30 January 2018

10 Years of Life With Vera

Photo credit: Bridgette See, taken on New Year's Eve

Vera is turning ten this February.

Who would've thought she'd make it to ten? In Trisomy 18 terms, where life expectancy of survivors is known to be the late teens, it's a miracle she's come this far. 

We've been on this caregiving road with her for ten years. 

Here's what I've learnt on this journey.

You can get comfortable living with uncertainty.
We learnt she had Trisomy 18 twelve days after her birth. She was still in the ICU. Our immediate family was called for an urgent gathering at the hospital where they broke the news - basically, that Vera had many many medical problems. And that life was going to be Very Very Uncertain. There wasn't going to be a 'How To' manual moving forward. The mothering bible 'What to Expect In The First Year' wasn't going to be much help. From that day, I learnt that life can change in a day. I learnt that Uncertainty was going to be a big part of our lives moving forward. Uncertainty was a new member of our family. Over the years, we've become rather well acquainted and today, I can sit next to Uncertainty and not be afraid to look her in the eye. 

The real 'mother' of Vera is her father. 
We kept to ourselves most of that first year. They said 9 out of 10 wouldn't make it past their first birthday, so we wanted to give her all our time. The first year really showed me what my husband Ian is made of. He's not just mentally stronger, but more able to manage the routine tasks of tube-feeding and burping a colicky baby for hours while battling tiredness. Up till today, this daddy still bathes her and changes her diaper. He is Vera's hero.

It's humbling to receive the love of the community.  
Having a special needs child exposed us to a world of care and support beyond our immediate family. Doctors, nurses, therapists, teachers, fellow special needs mommies, milk mommies, the volunteers at the Ronald McDonald House. They all treated Vera no different, in fact, more special. They spoke to Vera as if she knew what they were saying. I realised that to survive this journey, I needed the support of the wider community. They opened my eyes to love beyond that for your own blood. It was humbling to receive all the external care and support. 

She ain't a burden; she's a blessing. 
Vera's is a love without language, without sound, without words. But her love is pure, unbridled and whole-hearted. Even if I do not see her sometimes for long stretches, she does not, or does not know how to mind. She's always ready with a hug and a smile when I finally appear. It is a blessing to receive her abundant, unconditional love.

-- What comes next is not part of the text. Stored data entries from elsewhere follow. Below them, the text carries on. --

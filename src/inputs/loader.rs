//! Load scenarios from CSV
//!
//! Required columns: capex_per_mw, opex_per_mw, plant_size_mw, lifetime_years,
//! discount_rate_pct, electricity_cost_per_mwh, capacity_factor_pct,
//! efficiency_kwh_per_kg. Everything else is optional and falls back to the
//! defaults of [`IncentiveInputs`] and [`DEFAULT_SELLING_PRICE_PER_KG`].

use super::{IncentiveInputs, ProjectInputs, Scenario, DEFAULT_SELLING_PRICE_PER_KG};
use crate::error::LoadError;
use csv::Reader;
use std::path::Path;

/// Raw CSV row; empty optional cells deserialize to `None`
#[derive(Debug, serde::Deserialize)]
struct CsvRow {
    #[serde(default)]
    name: Option<String>,
    capex_per_mw: f64,
    opex_per_mw: f64,
    plant_size_mw: f64,
    lifetime_years: u32,
    discount_rate_pct: f64,
    electricity_cost_per_mwh: f64,
    capacity_factor_pct: f64,
    efficiency_kwh_per_kg: f64,
    #[serde(default)]
    storage_cost_per_kg: Option<f64>,
    #[serde(default)]
    transport_cost_per_kg: Option<f64>,
    #[serde(default)]
    direct_credit_per_kg: Option<f64>,
    #[serde(default)]
    electricity_credit_per_mwh: Option<f64>,
    #[serde(default)]
    carbon_credit_per_ton: Option<f64>,
    #[serde(default)]
    co2_avoided_kg_per_kg: Option<f64>,
    #[serde(default)]
    selling_price_per_kg: Option<f64>,
}

impl CsvRow {
    fn into_scenario(self) -> Scenario {
        let incentive_defaults = IncentiveInputs::default();

        Scenario {
            name: self.name.filter(|n| !n.trim().is_empty()),
            project: ProjectInputs {
                capex_per_mw: self.capex_per_mw,
                opex_per_mw: self.opex_per_mw,
                plant_size_mw: self.plant_size_mw,
                lifetime_years: self.lifetime_years,
                discount_rate_pct: self.discount_rate_pct,
                electricity_cost_per_mwh: self.electricity_cost_per_mwh,
                capacity_factor_pct: self.capacity_factor_pct,
                efficiency_kwh_per_kg: self.efficiency_kwh_per_kg,
                storage_cost_per_kg: self.storage_cost_per_kg.unwrap_or(0.0),
                transport_cost_per_kg: self.transport_cost_per_kg.unwrap_or(0.0),
            },
            incentives: IncentiveInputs {
                direct_credit_per_kg: self
                    .direct_credit_per_kg
                    .unwrap_or(incentive_defaults.direct_credit_per_kg),
                electricity_credit_per_mwh: self
                    .electricity_credit_per_mwh
                    .unwrap_or(incentive_defaults.electricity_credit_per_mwh),
                carbon_credit_per_ton: self
                    .carbon_credit_per_ton
                    .unwrap_or(incentive_defaults.carbon_credit_per_ton),
                co2_avoided_kg_per_kg: self
                    .co2_avoided_kg_per_kg
                    .unwrap_or(incentive_defaults.co2_avoided_kg_per_kg),
            },
            selling_price_per_kg: self
                .selling_price_per_kg
                .unwrap_or(DEFAULT_SELLING_PRICE_PER_KG),
        }
    }
}

/// Load all scenarios from a CSV file
pub fn load_scenarios<P: AsRef<Path>>(path: P) -> Result<Vec<Scenario>, LoadError> {
    let reader = Reader::from_path(path)?;
    collect_scenarios(reader)
}

/// Load scenarios from any reader (e.g., string buffer, request body)
pub fn load_scenarios_from_reader<R: std::io::Read>(reader: R) -> Result<Vec<Scenario>, LoadError> {
    collect_scenarios(Reader::from_reader(reader))
}

fn collect_scenarios<R: std::io::Read>(mut reader: Reader<R>) -> Result<Vec<Scenario>, LoadError> {
    let mut scenarios = Vec::new();

    for (idx, result) in reader.deserialize().enumerate() {
        let row: CsvRow = result?;
        let scenario = row.into_scenario();
        scenario
            .validate()
            .map_err(|source| LoadError::InvalidRow { row: idx + 1, source })?;
        scenarios.push(scenario);
    }

    log::info!("Loaded {} scenarios", scenarios.len());
    Ok(scenarios)
}
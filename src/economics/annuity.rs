//! Uniform-annuity factors
//!
//! Both factors special-case a zero rate with the formula's limit instead of
//! dividing by zero:
//! - CRF(0, n) = 1/n
//! - PV annuity factor(0, n) = n

use crate::error::{require_non_negative, DomainError};

/// Capital recovery factor: converts a present sum into a uniform annual
/// payment over `lifetime_years` at `rate` (a fraction, not percent).
///
/// CRF = r(1+r)^n / ((1+r)^n - 1), or 1/n when r = 0. Tends to r as n grows.
pub fn capital_recovery_factor(rate: f64, lifetime_years: u32) -> Result<f64, DomainError> {
    require_non_negative("discount_rate", rate)?;
    if lifetime_years == 0 {
        return Err(DomainError::NonPositive {
            field: "lifetime_years",
            value: 0.0,
        });
    }

    let n = lifetime_years as f64;
    if rate == 0.0 {
        return Ok(1.0 / n);
    }

    // r / (1 - (1+r)^-n); the discount term underflows to 0 for long horizons,
    // giving the n -> infinity limit r instead of inf / inf
    let one_minus_discount = -(-n * rate.ln_1p()).exp_m1();
    Ok(rate / one_minus_discount)
}

/// Present value of 1 per year for `lifetime_years` years, paid in arrears.
///
/// (1 - (1+r)^-n) / r, or n when r = 0. Equals 1 / CRF.
pub fn present_value_annuity_factor(rate: f64, lifetime_years: u32) -> Result<f64, DomainError> {
    require_non_negative("discount_rate", rate)?;
    let n = lifetime_years as f64;
    if rate == 0.0 {
        return Ok(n);
    }

    Ok(-(-n * rate.ln_1p()).exp_m1() / rate)
}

You can lose your faculties just like that. 
2016 exposed us to the painful experience of seeing Vera lose some mobility functions. The near-death episode took with it her laughter, the movement of her right hand, her ability to penguin scoot across the room. We probably won't see her clapping her hands again. Or hear her laugh heartily again. But because we cherished her every sound and movement when she possessed them, we are at peace with the loss. 

We cannot possibly do this on our own. 
As Ian and I grow older, we are starting to feel the strain of 24kg Vera on our backs and shoulders. It is increasingly clear that this caregiving, weight-lifting journey is not sustainable without external help. Especially when we fall sick, sometimes at the same time as the kids. We have been very lucky all of Vera's caregivers have loved her whole-heartedly and taken very good care of her. It is no joke looking after a child who cannot communicate her needs, and remains pretty much a baby throughout her life, relying on you for everything. Vera is where she is today thanks to the caregivers who have looked after her for the last 10 years, nursing her through every viral episode, accompanying her on every hospital stay. 

As Vera turns ten this month, I look back and realise how much she has changed my life. This Trisomy 18 child.